Authors: James Ellroy
Tags: #General, #Fiction, #Mystery, #Mystery & Detective, #Suspense, #Crime & Thriller, #Crime, #Political, #Hard-Boiled, #Crime & mystery, #Genre Fiction, #literature, #Detective and mystery stories - lcsh, #Police corruption - California - Los Angeles - Fiction
The biddy squinted through Coke-bottle glasses. "My late husband would have seen to justice himself, Mr. Harold Downey had no tolerance for dirty things."
"Did you find those magazines yourself, Mrs. Downey?"
"No, young man, my cleaning lady did. _She_ tore them up and threw them in the trash, where I found them. I questioned Eula about it after I called the Beverly Hills police."
"Where did Eula find the books?"
"Well . . . I . . . don't know if I should . . ."
A switcheroo. "Tell me about Christine Bergeron."
Harumph. "That woman! And that boy of hers! I don't know who's worse!"
"Is she a difficult tenant, ma'am?"
"She entertains men at all hours! She roller-skates on the floor in those tight waitress outfits of hers! She's got a no-goodnik son who never goes to school!
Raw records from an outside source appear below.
#[cfg(test)]
mod tests {
    use super::*;
    use lot_monitor_occupancy_models::BoundingBox;

    fn square(x: f64, y: f64, size: f64) -> SpaceAnnotation {
        SpaceAnnotation::new([(x, y), (x + size, y), (x + size, y + size), (x, y + size)])
    }

    fn car_at(x: f64, y: f64) -> Detection {
        Detection::new(BoundingBox::new(x - 5.0, y - 5.0, x + 5.0, y + 5.0), "car")
    }

    #[test]
    fn orders_spaces_by_min_y_then_min_x() {
        let lower = SpaceAnnotation::new([
            (1553.0, 48.0),
            (1718.0, 40.0),
            (1735.0, 128.0),
            (1577.0, 133.0),
        ]);
        let upper = SpaceAnnotation::new([(500.0, 10.0), (600.0, 10.0), (600.0, 90.0), (500.0, 90.0)]);
        assert_eq!(sort_key(&lower), (40.0, 1553.0));

        let layout = SpaceLayout::from_annotations(vec![lower.clone(), upper.clone()]).unwrap();
        assert_eq!(layout.spaces()[0].points(), upper.points.as_slice());
        assert_eq!(layout.spaces()[0].id(), SpaceId::from_index(0));
        assert_eq!(layout.spaces()[1].points(), lower.points.as_slice());

        let reversed = SpaceLayout::from_annotations(vec![upper, lower]).unwrap();
        assert_eq!(reversed.sorted_annotations(), layout.sorted_annotations());
    }

    #[test]
    fn equal_rows_order_left_to_right() {
        let right = square(300.0, 0.0, 50.0);
        let left = square(100.0, 0.0, 50.0);
        let layout = SpaceLayout::from_annotations(vec![right.clone(), left.clone()]).unwrap();
        assert_eq!(layout.sorted_annotations(), vec![left, right]);
    }

    #[test]
    fn rejects_empty_configuration() {
        assert!(matches!(
            SpaceLayout::from_annotations(Vec::new()),
            Err(LayoutError::Empty)
        ));
    }

    #[test]
    fn rejects_polygons_with_too_few_points() {
        let line = SpaceAnnotation::new([(0.0, 0.0), (10.0, 10.0)]);
        let result = SpaceLayout::from_annotations(vec![square(0.0, 0.0, 10.0), line]);
        assert!(matches!(
            result,
            Err(LayoutError::TooFewPoints { index: 1, count: 2 })
        ));
    }

    #[test]
    fn rejects_zero_area_polygons() {
        let collinear = SpaceAnnotation::new([(0.0, 0.0), (5.0, 5.0), (10.0, 10.0)]);
        assert!(matches!(
            SpaceLayout::from_annotations(vec![collinear]),
            Err(LayoutError::ZeroArea { index: 0 })
        ));
    }

    #[test]
    fn rejects_self_intersecting_polygons() {
        let bowtie = SpaceAnnotation::new([(0.0, 0.0), (10.0, 10.0), (10.0, 0.0), (0.0, 10.0)]);
        assert!(matches!(
            SpaceLayout::from_annotations(vec![square(20.0, 0.0, 10.0), bowtie]),
            Err(LayoutError::SelfIntersecting { index: 1 })
        ));

        let lopsided = SpaceAnnotation::new([(0.0, 0.0), (30.0, 10.0), (30.0, 0.0), (0.0, 10.0)]);
        assert!(matches!(
            SpaceLayout::from_annotations(vec![lopsided]),
            Err(LayoutError::SelfIntersecting { index: 0 })
        ));
    }

    #[test]
    fn accepts_closed_rings_and_repeated_vertices() {
        let closed = SpaceAnnotation::new([
            (0.0, 0.0),
            (10.0, 0.0),
            (10.0, 0.0),
            (10.0, 10.0),
            (0.0, 10.0),
            (0.0, 0.0),
        ]);
        let layout = SpaceLayout::from_annotations(vec![closed.clone()]).unwrap();
        assert_eq!(layout.spaces()[0].points(), closed.points.as_slice());
        assert!(layout.spaces()[0].contains_point(5.0, 5.0));
    }

    #[test]
    fn rejects_non_finite_coordinates() {
        let broken = SpaceAnnotation::new([(0.0, 0.0), (f64::NAN, 5.0), (10.0, 10.0)]);
        assert!(matches!(
            SpaceLayout::from_annotations(vec![broken]),
            Err(LayoutError::NonFiniteCoordinate { index: 0 })
        ));
    }

    #[test]
    fn parses_annotation_json() {
        let layout = SpaceLayout::from_json_str(
            r#"[{"points": [[0, 0], [10, 0], [10, 10], [0, 10]]},
                {"points": [[20, 0], [30, 0], [30, 10], [20, 10]]}]"#,
        )
        .unwrap();
        assert_eq!(layout.len(), 2);
        assert!(!layout.is_empty());
        assert!(matches!(
            SpaceLayout::from_json_str("{\"points\": []}"),
            Err(LayoutError::Json(_))
        ));
    }

    #[test]
    fn centroid_on_boundary_counts_as_inside() {
        let layout = SpaceLayout::from_annotations(vec![square(0.0, 0.0, 10.0)]).unwrap();
        let space = &layout.spaces()[0];
        assert!(space.contains_point(10.0, 5.0));
        assert!(space.contains_point(0.0, 0.0));
        assert!(!space.contains_point(10.5, 5.0));
        assert_eq!(layout.occupancy(&[car_at(10.0, 5.0)]), vec![true]);
    }

    #[test]
    fn occupancy_is_or_over_detections() {
        let layout = SpaceLayout::from_annotations(vec![
            square(0.0, 0.0, 100.0),
            square(200.0, 0.0, 100.0),
            square(0.0, 200.0, 100.0),
        ])
        .unwrap();

        let detections = vec![car_at(50.0, 50.0), car_at(60.0, 40.0), car_at(250.0, 50.0)];
        assert_eq!(layout.occupancy(&detections), vec![true, true, false]);
        assert_eq!(layout.occupancy(std::iter::empty()), vec![false, false, false]);
    }

    #[test]
    fn overlapping_spaces_can_share_a_detection() {
        let layout = SpaceLayout::from_annotations(vec![
            square(0.0, 0.0, 100.0),
            square(50.0, 0.0, 100.0),
        ])
        .unwrap();
        assert_eq!(layout.occupancy(&[car_at(75.0, 50.0)]), vec![true, true]);
    }

    #[test]
    fn indexed_lookup_matches_per_space_test() {
        let layout = SpaceLayout::from_annotations(vec![
            SpaceAnnotation::new([(0.0, 0.0), (120.0, 10.0), (100.0, 90.0), (-10.0, 70.0)]),
            SpaceAnnotation::new([(130.0, 5.0), (260.0, 0.0), (250.0, 95.0), (140.0, 80.0)]),
        ])
        .unwrap();

        for x in (-20..280).step_by(7) {
            for y in (-10..110).step_by(9) {
                let detections = [car_at(f64::from(x), f64::from(y))];
                let expected: Vec<bool> = layout
                    .spaces()
                    .iter()
                    .map(|space| space.is_occupied_by(&detections))
                    .collect();
                assert_eq!(layout.occupancy(&detections), expected, "at ({x}, {y})");
            }
        }
    }

    #[test]
    fn centroid_is_truncated_before_containment() {
        // Box centroid is (10.9, 5.0) which truncates to (10, 5): on the edge.
        let layout = SpaceLayout::from_annotations(vec![square(0.0, 0.0, 10.0)]).unwrap();
        let detection = Detection::new(BoundingBox::new(10.0, 0.0, 11.8, 10.0), "car");
        assert_eq!(layout.occupancy(&[detection]), vec![true]);
    }
}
Seventeen years old and a truant who associates with lounge lizards!"
Jack held out a Bobby Inge mugshot; the biddy held it up to her glasses. "Yes, this is one of Daryl's no-goodnik friends, I've seen him skulking around here a dozen times. Who _is_ he?"
"Ma'am, did Eula find those dirty books in the Bergeron apartment?"
"Well . . ."
"Ma'am, are Christine Bergeron and the boy at home now?"
"No, I heard them leave a few hours ago. I have keen ears to make up for my poor eyesight."
"Ma'am, if you let me into their apartment and I find some more dirty books, you could earn a reward."
"Well . . ."
"Have you got keys, ma'am?"
"Of course I have keys, I'm the manager. Now, I'll let you look if you promise not to touch and I don't have to pay withholding tax on my reward."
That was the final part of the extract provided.